## Task directions
The entries shown next need to be written again word for word.

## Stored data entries

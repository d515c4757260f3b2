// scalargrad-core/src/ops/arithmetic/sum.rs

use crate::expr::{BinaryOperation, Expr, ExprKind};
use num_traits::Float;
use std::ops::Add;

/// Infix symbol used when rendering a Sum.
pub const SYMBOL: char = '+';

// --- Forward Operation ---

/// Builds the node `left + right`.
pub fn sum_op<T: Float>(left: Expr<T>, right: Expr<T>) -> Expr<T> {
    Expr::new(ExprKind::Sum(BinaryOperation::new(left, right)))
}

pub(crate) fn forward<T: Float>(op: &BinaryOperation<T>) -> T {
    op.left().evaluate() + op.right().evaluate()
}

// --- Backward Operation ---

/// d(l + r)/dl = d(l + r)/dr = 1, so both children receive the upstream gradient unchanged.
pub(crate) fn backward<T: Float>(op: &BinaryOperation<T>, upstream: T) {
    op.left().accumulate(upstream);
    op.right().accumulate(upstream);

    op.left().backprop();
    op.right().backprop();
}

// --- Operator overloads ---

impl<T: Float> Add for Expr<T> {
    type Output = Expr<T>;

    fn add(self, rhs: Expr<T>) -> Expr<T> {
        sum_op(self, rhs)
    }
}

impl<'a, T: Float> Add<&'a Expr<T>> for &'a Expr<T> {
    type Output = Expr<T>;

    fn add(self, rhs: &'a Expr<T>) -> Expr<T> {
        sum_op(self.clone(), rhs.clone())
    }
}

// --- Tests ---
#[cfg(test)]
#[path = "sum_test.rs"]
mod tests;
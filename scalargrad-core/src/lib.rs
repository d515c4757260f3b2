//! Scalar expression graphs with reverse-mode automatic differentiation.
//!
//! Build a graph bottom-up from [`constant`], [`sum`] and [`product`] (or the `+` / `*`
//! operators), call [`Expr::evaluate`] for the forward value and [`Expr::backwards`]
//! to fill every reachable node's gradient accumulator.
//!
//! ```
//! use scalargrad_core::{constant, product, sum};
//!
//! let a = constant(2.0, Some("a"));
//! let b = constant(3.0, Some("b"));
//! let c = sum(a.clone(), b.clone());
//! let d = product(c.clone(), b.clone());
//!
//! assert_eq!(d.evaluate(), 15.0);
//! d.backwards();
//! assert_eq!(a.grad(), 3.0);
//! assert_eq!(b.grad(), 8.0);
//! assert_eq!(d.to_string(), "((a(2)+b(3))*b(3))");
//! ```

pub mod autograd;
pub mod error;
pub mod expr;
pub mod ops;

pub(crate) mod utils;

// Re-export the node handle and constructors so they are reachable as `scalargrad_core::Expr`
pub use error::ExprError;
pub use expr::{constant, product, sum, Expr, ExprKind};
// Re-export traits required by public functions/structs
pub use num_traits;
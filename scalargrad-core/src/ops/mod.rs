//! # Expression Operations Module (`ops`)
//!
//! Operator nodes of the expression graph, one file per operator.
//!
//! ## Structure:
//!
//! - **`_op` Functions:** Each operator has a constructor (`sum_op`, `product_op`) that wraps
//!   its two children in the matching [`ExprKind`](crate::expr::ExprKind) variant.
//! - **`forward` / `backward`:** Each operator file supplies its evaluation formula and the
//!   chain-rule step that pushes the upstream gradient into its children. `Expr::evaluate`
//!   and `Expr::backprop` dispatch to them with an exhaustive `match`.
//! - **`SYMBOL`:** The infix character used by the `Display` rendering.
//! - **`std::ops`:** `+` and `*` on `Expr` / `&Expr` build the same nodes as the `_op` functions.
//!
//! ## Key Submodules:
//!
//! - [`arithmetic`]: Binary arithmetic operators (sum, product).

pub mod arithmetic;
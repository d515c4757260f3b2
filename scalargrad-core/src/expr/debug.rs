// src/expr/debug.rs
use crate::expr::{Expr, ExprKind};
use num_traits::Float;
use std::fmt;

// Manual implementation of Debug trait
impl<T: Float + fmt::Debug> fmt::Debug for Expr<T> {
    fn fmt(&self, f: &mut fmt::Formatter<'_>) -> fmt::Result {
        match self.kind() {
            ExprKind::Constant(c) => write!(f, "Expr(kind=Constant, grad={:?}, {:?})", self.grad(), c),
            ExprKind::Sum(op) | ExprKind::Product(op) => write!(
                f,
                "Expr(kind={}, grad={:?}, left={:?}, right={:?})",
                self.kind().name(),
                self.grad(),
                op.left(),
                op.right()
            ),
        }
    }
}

## Answer for the task
repository d515c4757260f3b2
// scalargrad-core/src/ops/arithmetic/sum.rs

use crate::expr::{BinaryOperation, Expr, ExprKind};
use num_traits::Float;
use std::ops::Add;

/// Infix symbol used when rendering a Sum.
pub const SYMBOL: char = '+';

// --- Forward Operation ---

/// Builds the node `left + right`.
pub fn sum_op<T: Float>(left: Expr<T>, right: Expr<T>) -> Expr<T> {
    Expr::new(ExprKind::Sum(BinaryOperation::new(left, right)))
}

pub(crate) fn forward<T: Float>(op: &BinaryOperation<T>) -> T {
    op.left().evaluate() + op.right().evaluate()
}

// --- Backward Operation ---

/// d(l + r)/dl = d(l + r)/dr = 1, so both children receive the upstream gradient unchanged.
pub(crate) fn backward<T: Float>(op: &BinaryOperation<T>, upstream: T) {
    op.left().accumulate(upstream);
    op.right().accumulate(upstream);

    op.left().backprop();
    op.right().backprop();
}

// --- Operator overloads ---

impl<T: Float> Add for Expr<T> {
    type Output = Expr<T>;

    fn add(self, rhs: Expr<T>) -> Expr<T> {
        sum_op(self, rhs)
    }
}

impl<'a, T: Float> Add<&'a Expr<T>> for &'a Expr<T> {
    type Output = Expr<T>;

    fn add(self, rhs: &'a Expr<T>) -> Expr<T> {
        sum_op(self.clone(), rhs.clone())
    }
}

// --- Tests ---
#[cfg(test)]
#[path = "sum_test.rs"]
mod tests;
filename scalargrad-core/src/lib.rs
repository d515c4757260f3b2
//! Scalar expression graphs with reverse-mode automatic differentiation.
//!
//! Build a graph bottom-up from [`constant`], [`sum`] and [`product`] (or the `+` / `*`
//! operators), call [`Expr::evaluate`] for the forward value and [`Expr::backwards`]
//! to fill every reachable node's gradient accumulator.
//!
//! ```
//! use scalargrad_core::{constant, product, sum};
//!
//! let a = constant(2.0, Some("a"));
//! let b = constant(3.0, Some("b"));
//! let c = sum(a.clone(), b.clone());
//! let d = product(c.clone(), b.clone());
//!
//! assert_eq!(d.evaluate(), 15.0);
//! d.backwards();
//! assert_eq!(a.grad(), 3.0);
//! assert_eq!(b.grad(), 8.0);
//! assert_eq!(d.to_string(), "((a(2)+b(3))*b(3))");
//! ```

pub mod autograd;
pub mod error;
pub mod expr;
pub mod ops;

pub(crate) mod utils;

// Re-export the node handle and constructors so they are reachable as `scalargrad_core::Expr`
pub use error::ExprError;
pub use expr::{constant, product, sum, Expr, ExprKind};
// Re-export traits required by public functions/structs
pub use num_traits;
filename scalargrad-core/src/ops/mod.rs
//! # Expression Operations Module (`ops`)
//!
//! Operator nodes of the expression graph, one file per operator.
//!
//! ## Structure:
//!
//! - **`_op` Functions:** Each operator has a constructor (`sum_op`, `product_op`) that wraps
//!   its two children in the matching [`ExprKind`](crate::expr::ExprKind) variant.
//! - **`forward` / `backward`:** Each operator file supplies its evaluation formula and the
//!   chain-rule step that pushes the upstream gradient into its children. `Expr::evaluate`
//!   and `Expr::backprop` dispatch to them with an exhaustive `match`.
//! - **`SYMBOL`:** The infix character used by the `Display` rendering.
//! - **`std::ops`:** `+` and `*` on `Expr` / `&Expr` build the same nodes as the `_op` functions.
//!
//! ## Key Submodules:
//!
//! - [`arithmetic`]: Binary arithmetic operators (sum, product).

pub mod arithmetic;
repository d515c4757260f3b2
filename scalargrad-core/src/expr/debug.rs
// src/expr/debug.rs
use crate::expr::{Expr, ExprKind};
use num_traits::Float;
use std::fmt;

// Manual implementation of Debug trait
impl<T: Float + fmt::Debug> fmt::Debug for Expr<T> {
    fn fmt(&self, f: &mut fmt::Formatter<'_>) -> fmt::Result {
        match self.kind() {
            ExprKind::Constant(c) => write!(f, "Expr(kind=Constant, grad={:?}, {:?})", self.grad(), c),
            ExprKind::Sum(op) | ExprKind::Product(op) => write!(
                f,
                "Expr(kind={}, grad={:?}, left={:?}, right={:?})",
                self.kind().name(),
                self.grad(),
                op.left(),
                op.right()
            ),
        }
    }
}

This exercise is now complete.